Scientists Unveil Distinct Neural Pattern Associated with Depression

19 July 2024 2694
Share Tweet

Rewards significantly shape human and animal behaviors, a concept explored extensively in neuroscience but with limited understanding of the underlying neural processes. A new study has pinpointed beta frequency neural activity in the anterior cingulate cortex as crucial in reward recognition and decision-making, a discovery that extends to understanding and potentially treating anhedonia in depression. This research, backed by the NIH BRAIN Initiative, introduces a potential biomarker for anhedonia and explores altering brain activity as a treatment strategy.

As parents, teachers, and pet owners can attest, rewards play a significant role in shaping behaviors in both humans and animals. Rewards, whether in the form of edible treats, gifts, words of appreciation, praise, fame, or monetary benefits, serve as positive reinforcement for associated behaviors. This correlation between rewards and future choices has been a well-established paradigm in neuroscience research for over a century. However, the neural processes underlying this phenomenon—specifically how the brain encodes, remembers, and translates reward cues into desired future behaviors—remain largely unknown.

A recent study led by Dr. Sameer Sheth, professor and vice chair of research in the Department of Neurosurgery at Baylor College of Medicine, director of the Gordon and Mary Cain Pediatric Neurology Research Foundation Laboratories and investigator at the Jan and Dan Duncan Neurological Research Institute (Duncan NRI) at Texas Children’s Hospital, identified beta frequency neural activity in the anterior cingulate cortex (ACC) of the brain’s frontal lobe as the key neural signature underlying processes associated with recognizing rewards and determining subsequent choices and, thus, shaping future behaviors.

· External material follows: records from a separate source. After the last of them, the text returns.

//! Consumer WebSocket
//!
//! External clients attach to a session over `/ws/sessions/:id` and exchange
//! JSON frames: inbound `{action: "message"|"interrupt"}`, outbound
//! `{event: ...}` frames derived from the session's bus events. Recoverable
//! errors keep the connection open; only an unknown session id closes it.

use super::AppState;
use crate::bus::{BusEvent, EventType};
use axum::extract::ws::{Message, WebSocket, WebSocketUpgrade};
use axum::extract::{Path, State};
use axum::response::IntoResponse;
use futures::{SinkExt, StreamExt};
use serde::Deserialize;
use serde_json::{json, Value};

/// Inbound consumer frame
#[derive(Debug, Deserialize)]
#[serde(tag = "action", rename_all = "snake_case")]
enum ConsumerAction {
    Message { content: String },
    Interrupt,
}

pub async fn consumer_ws_upgrade(
    ws: WebSocketUpgrade,
    Path(session_id): Path<String>,
    State(state): State<AppState>,
) -> impl IntoResponse {
    ws.on_upgrade(move |socket| handle_consumer_ws(socket, session_id, state))
}

async fn handle_consumer_ws(socket: WebSocket, session_id: String, state: AppState) {
    let (mut ws_sender, mut ws_receiver) = socket.split();

    // Unknown session: one error frame, then close
    match state.manager.get_session(&session_id) {
        Ok(Some(_)) => {}
        _ => {
            let frame = json!({"event": "error", "message": "session not found"});
            let _ = ws_sender.send(Message::Text(frame.to_string())).await;
            return;
        }
    }

    tracing::info!(session_id = %session_id, "consumer connected");

    // Single outbound lane for bus events and direct error replies
    let (out_tx, mut out_rx) = tokio::sync::mpsc::unbounded_channel::<Value>();
    out_tx
        .send(json!({"event": "connected", "session_id": session_id}))
        .ok();

    let bus_tx = out_tx.clone();
    let subscription = state.bus.subscribe(
        move |event| {
            if let Some(frame) = consumer_frame(event) {
                bus_tx
                    .send(frame)
                    .map_err(|_| crate::Error::Internal("consumer gone".to_string()))?;
            }
            Ok(())
        },
        Some(session_id.clone()),
    );

    let send_task = tokio::spawn(async move {
        while let Some(frame) = out_rx.recv().await {
            if ws_sender
                .send(Message::Text(frame.to_string()))
                .await
                .is_err()
            {
                break;
            }
        }
    });

    // Consumer → session; recoverable failures answer with an error frame
    // and keep the connection open
    let recv_manager = state.manager.clone();
    let recv_session_id = session_id.clone();
    let recv_task = tokio::spawn(async move {
        while let Some(Ok(message)) = ws_receiver.next().await {
            let text = match message {
                Message::Text(text) => text,
                Message::Close(_) => break,
                _ => continue,
            };
            let outcome = match serde_json::from_str::<ConsumerAction>(&text) {
                Ok(ConsumerAction::Message { content }) => {
                    recv_manager.send_message(&recv_session_id, &content).await
                }
                Ok(ConsumerAction::Interrupt) => recv_manager.interrupt(&recv_session_id).await,
                Err(_) => Err(crate::Error::Validation("unknown action".to_string())),
            };
            if let Err(e) = outcome {
                let frame = json!({"event": "error", "message": e.to_string()});
                if out_tx.send(frame).is_err() {
                    break;
                }
            }
        }
    });

    tokio::select! {
        _ = send_task => {}
        _ = recv_task => {}
    }

    state.bus.unsubscribe(subscription);
    tracing::info!(session_id = %session_id, "consumer disconnected");
}

/// Map one bus event to a consumer frame; `None` drops the event
fn consumer_frame(event: &BusEvent) -> Option<Value> {
    match event.event_type {
        EventType::SessionMessage => {
            let message_type = event.payload.get("type").and_then(Value::as_str)?;
            let subtype = event.payload.get("subtype").and_then(Value::as_str);
            match (message_type, subtype) {
                ("system", Some("init")) => {
                    Some(json!({"event": "system_init", "data": event.payload}))
                }
                ("assistant", _) => Some(json!({"event": "assistant", "data": event.payload})),
                _ => None,
            }
        }
        EventType::StreamEvent => Some(json!({"event": "stream_event", "data": event.payload})),
        EventType::SessionResult => Some(json!({"event": "result", "data": event.payload})),
        EventType::SessionStatus => Some(json!({
            "event": "session_status",
            "status": event.payload.get("status").cloned().unwrap_or(Value::Null),
        })),
        EventType::SessionError => Some(json!({
            "event": "error",
            "message": event
                .payload
                .get("message")
                .cloned()
                .unwrap_or_else(|| Value::String("session error".to_string())),
        })),
        EventType::SessionClosed => Some(json!({"event": "session_status", "status": "closed"})),
    }
}

#[cfg(test)]
mod tests {
    use super::*;

    fn event(event_type: EventType, payload: Value) -> BusEvent {
        BusEvent::new(event_type, "s1", payload)
    }

    #[test]
    fn test_system_init_frame() {
        let frame = consumer_frame(&event(
            EventType::SessionMessage,
            json!({"type": "system", "subtype": "init", "model": "sonnet-4"}),
        ))
        .unwrap();
        assert_eq!(frame["event"], "system_init");
        assert_eq!(frame["data"]["model"], "sonnet-4");
    }

    #[test]
    fn test_assistant_frame() {
        let frame = consumer_frame(&event(
            EventType::SessionMessage,
            json!({"type": "assistant", "message": {}}),
        ))
        .unwrap();
        assert_eq!(frame["event"], "assistant");
    }

    #[test]
    fn test_unknown_session_message_dropped() {
        assert!(consumer_frame(&event(
            EventType::SessionMessage,
            json!({"type": "novel_feature"}),
        ))
        .is_none());
        // Non-init system frames are covered by session_status instead
        assert!(consumer_frame(&event(
            EventType::SessionMessage,
            json!({"type": "system", "subtype": "status"}),
        ))
        .is_none());
    }

    #[test]
    fn test_stream_and_result_frames() {
        let frame = consumer_frame(&event(EventType::StreamEvent, json!({"delta": "x"}))).unwrap();
        assert_eq!(frame["event"], "stream_event");

        let frame =
            consumer_frame(&event(EventType::SessionResult, json!({"subtype": "success"})))
                .unwrap();
        assert_eq!(frame["event"], "result");
    }

    #[test]
    fn test_status_error_and_closed_frames() {
        let frame = consumer_frame(&event(
            EventType::SessionStatus,
            json!({"status": "active"}),
        ))
        .unwrap();
        assert_eq!(frame["event"], "session_status");
        assert_eq!(frame["status"], "active");

        let frame = consumer_frame(&event(
            EventType::SessionError,
            json!({"reason": "unexpected_exit", "message": "boom"}),
        ))
        .unwrap();
        assert_eq!(frame["event"], "error");
        assert_eq!(frame["message"], "boom");

        let frame = consumer_frame(&event(EventType::SessionClosed, json!({}))).unwrap();
        assert_eq!(frame["status"], "closed");
    }

    #[test]
    fn test_consumer_action_parsing() {
        let action: ConsumerAction =
            serde_json::from_str(r#"{"action":"message","content":"hi"}"#).unwrap();
        assert!(matches!(action, ConsumerAction::Message { .. }));

        let action: ConsumerAction = serde_json::from_str(r#"{"action":"interrupt"}"#).unwrap();
        assert!(matches!(action, ConsumerAction::Interrupt));

        assert!(serde_json::from_str::<ConsumerAction>(r#"{"action":"dance"}"#).is_err());
    }
}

Furthermore, the study, published in Nature Communications, reports this neural signature is altered in patients with depression, opening an exciting possibility of using these neural signals as a new biomarker and a potential innovative avenue for therapy.

Human beings derive pleasure through various physical or mental activities, sensory experiences, and interactions with family and friends. However, individuals with depression often experience feelings of hopelessness, sadness, or despair for prolonged periods due to disengagement and anhedonia – a medical term meaning loss of the ability to feel joy or contentment in activities and things that they once found pleasurable, all of which has a profound negative impact on their quality of life.

Anhedonia is also associated with other psychiatric and neurological disorders such as schizophrenia and bipolar disorder, substance abuse disorder, anxiety, and Parkinson’s disease. Traditional antidepressants and standard treatments often fail to adequately address this symptom in individuals with severe treatment-resistant depression and other conditions. A better understanding of anhedonia can guide the development of targeted and more effective treatments for depression and related conditions.

To identify the underlying neural basis for anhedonia, Sheth and team recorded and analyzed neural activity from four brain regions of 15 patients with medication-resistant epilepsy who were undergoing invasive monitoring to localize the zone from where their seizures originated.

As their brain activity was being monitored, these patients performed a perceptual discrimination task called the probabilistic reward task (PRT), a well-validated behavioral task that objectively measures anhedonia by observing subtle changes in behavior related to reward.

“We found that the unequal assignment of reward between two correct responses in this task produced a response bias toward the more frequently rewarded stimulus,” said lead author Dr. Jiayang Xiao, who conducted this study as a graduate student in the Sheth lab. “We found that based on feedback, most individuals modified their subsequent responses to make choices that were likely to get rewarded, irrespective of the accuracy of their answers.”

Moreover, they found a specific signal – neural oscillations in the beta frequency range – originating from the anterior cingulate cortex (ACC) in the frontal lobe of the brain, showed a consistently strong and positive correlation with the reward bias behavior and tracked closely with the receipt of rewards and their value. Further, they found that this specific brain region was engaged in evaluating both reward stimuli and outcomes, potentially acting as a critical node with a common mechanism for reward assessment.